Evolution and medicine: the long reach of "Dr. Darwin"

Speaking of the Scientific Method, I came across this today and it seems worth sharing.

Niall Shanks and Rebecca A Pyles

Philos Ethics Humanit Med. 2007; 2: 4.
Published online 2007 Apr 3. doi: 10.1186/1747-5341-2-4


In this review we consider the new science of Darwinian medicine. While it has often been said that evolutionary theory is the glue that holds the disparate branches of biological inquiry together and gives them direction and purpose, the links to biomedical inquiry have only recently been articulated in a coherent manner. Our aim in this review is to make clear first of all, how evolutionary theory is relevant to medicine; and secondly, how the biomedical sciences have enriched our understanding of evolutionary processes. We will conclude our review with some observations of the philosophical significance of this interplay between evolutionary theory and the biomedical sciences.

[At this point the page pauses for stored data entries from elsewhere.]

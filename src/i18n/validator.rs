//! Catalog consistency validation.
//!
//! Every locale is compared against the fallback catalog: keys must line up
//! and `{placeholder}` tokens must survive translation.

use regex::Regex;
use std::collections::BTreeSet;
use std::sync::OnceLock;

use crate::i18n::MessageCatalog;

/// Validation report containing errors and warnings about a catalog.
#[derive(Debug, Clone, PartialEq, Eq)]
pub struct ValidationReport {
    /// Problems that leave a locale visibly incomplete
    pub errors: Vec<String>,

    /// Non-critical findings
    pub warnings: Vec<String>,
}

impl ValidationReport {
    pub fn new() -> Self {
        Self {
            errors: Vec::new(),
            warnings: Vec::new(),
        }
    }

    pub fn has_errors(&self) -> bool {
        !self.errors.is_empty()
    }

    pub fn has_warnings(&self) -> bool {
        !self.warnings.is_empty()
    }

    /// Check if the report is clean (no errors or warnings)
    pub fn is_clean(&self) -> bool {
        !self.has_errors() && !self.has_warnings()
    }
}

impl Default for ValidationReport {
    fn default() -> Self {
        Self::new()
    }
}

/// Validator for message catalogs.
pub struct CatalogValidator;

static PLACEHOLDER_REGEX: OnceLock<Regex> = OnceLock::new();

impl CatalogValidator {
    /// Validate every locale of `catalog` against its fallback locale.
    ///
    /// - Keys missing from a locale are errors.
    /// - Keys only present in a translation are warnings.
    /// - Empty messages are warnings.
    /// - Differing `{name}` placeholder sets are warnings.
    pub fn validate(catalog: &MessageCatalog) -> ValidationReport {
        let mut report = ValidationReport::new();
        let fallback = catalog.fallback_locale();
        let reference: BTreeSet<&str> = catalog.keys(fallback).into_iter().collect();

        for locale in catalog.locales() {
            let keys: BTreeSet<&str> = catalog.keys(locale).into_iter().collect();

            if locale != fallback {
                for missing in reference.difference(&keys) {
                    report
                        .errors
                        .push(format!("[{locale}] missing key '{missing}'"));
                }
                for extra in keys.difference(&reference) {
                    report
                        .warnings
                        .push(format!("[{locale}] key '{extra}' is not in '{fallback}'"));
                }
            }

            for key in &keys {
                let Some(message) = catalog.get(locale, key) else {
                    continue;
                };
                if message.trim().is_empty() {
                    report
                        .warnings
                        .push(format!("[{locale}] key '{key}' is empty"));
                }

                if locale == fallback {
                    continue;
                }
                if let Some(source) = catalog.get(fallback, key) {
                    let expected = Self::extract_placeholders(source);
                    let actual = Self::extract_placeholders(message);
                    if expected != actual {
                        report.warnings.push(format!(
                            "[{locale}] placeholder mismatch at '{key}': expected {:?}, found {:?}",
                            expected, actual
                        ));
                    }
                }
            }
        }

        report
    }

    /// Extract the sorted set of `{name}` placeholders from a message
    fn extract_placeholders(text: &str) -> BTreeSet<String> {
        let regex = PLACEHOLDER_REGEX.get_or_init(|| Regex::new(r"\{([A-Za-z0-9_]+)\}").unwrap());

        regex
            .captures_iter(text)
            .filter_map(|cap| cap.get(1).map(|m| m.as_str().to_string()))
            .collect()
    }
}
pub mod config;
pub mod db;
pub mod error;
pub mod extract;
pub mod gallery;
pub mod i18n;
pub mod router;
pub mod security;
pub mod server;
pub mod shell;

The relationship between evolutionary biology and the biomedical sciences has not always been a comfortable one. …


Evolutionary biology is so firmly integrated with the rest of biology that it is not possible to mark a boundary between them. But modern medicine has been a peninsula. It is broadly and firmly connected with most regions of biology. . . but has just a few thin bridges traversing the gulf to evolutionary biology. …

After 1900, with the rediscovery of Mendel’s insights about the particulate factors involved in the inheritance of characteristics, genetics emerged as a science in its own right. Of crucial importance here are events occurring from the 1920s through the 1950s – a period that gave rise to what historians of biology know as the new evolutionary synthesis. Here ideas about genetics were fused with ideas about evolution. …


And so on, it’s a heck of a read, actually haven’t made it to the end yet, but from the first half I know the 2nd will get even more insightful - and I know that it’s something worth getting on the record over here.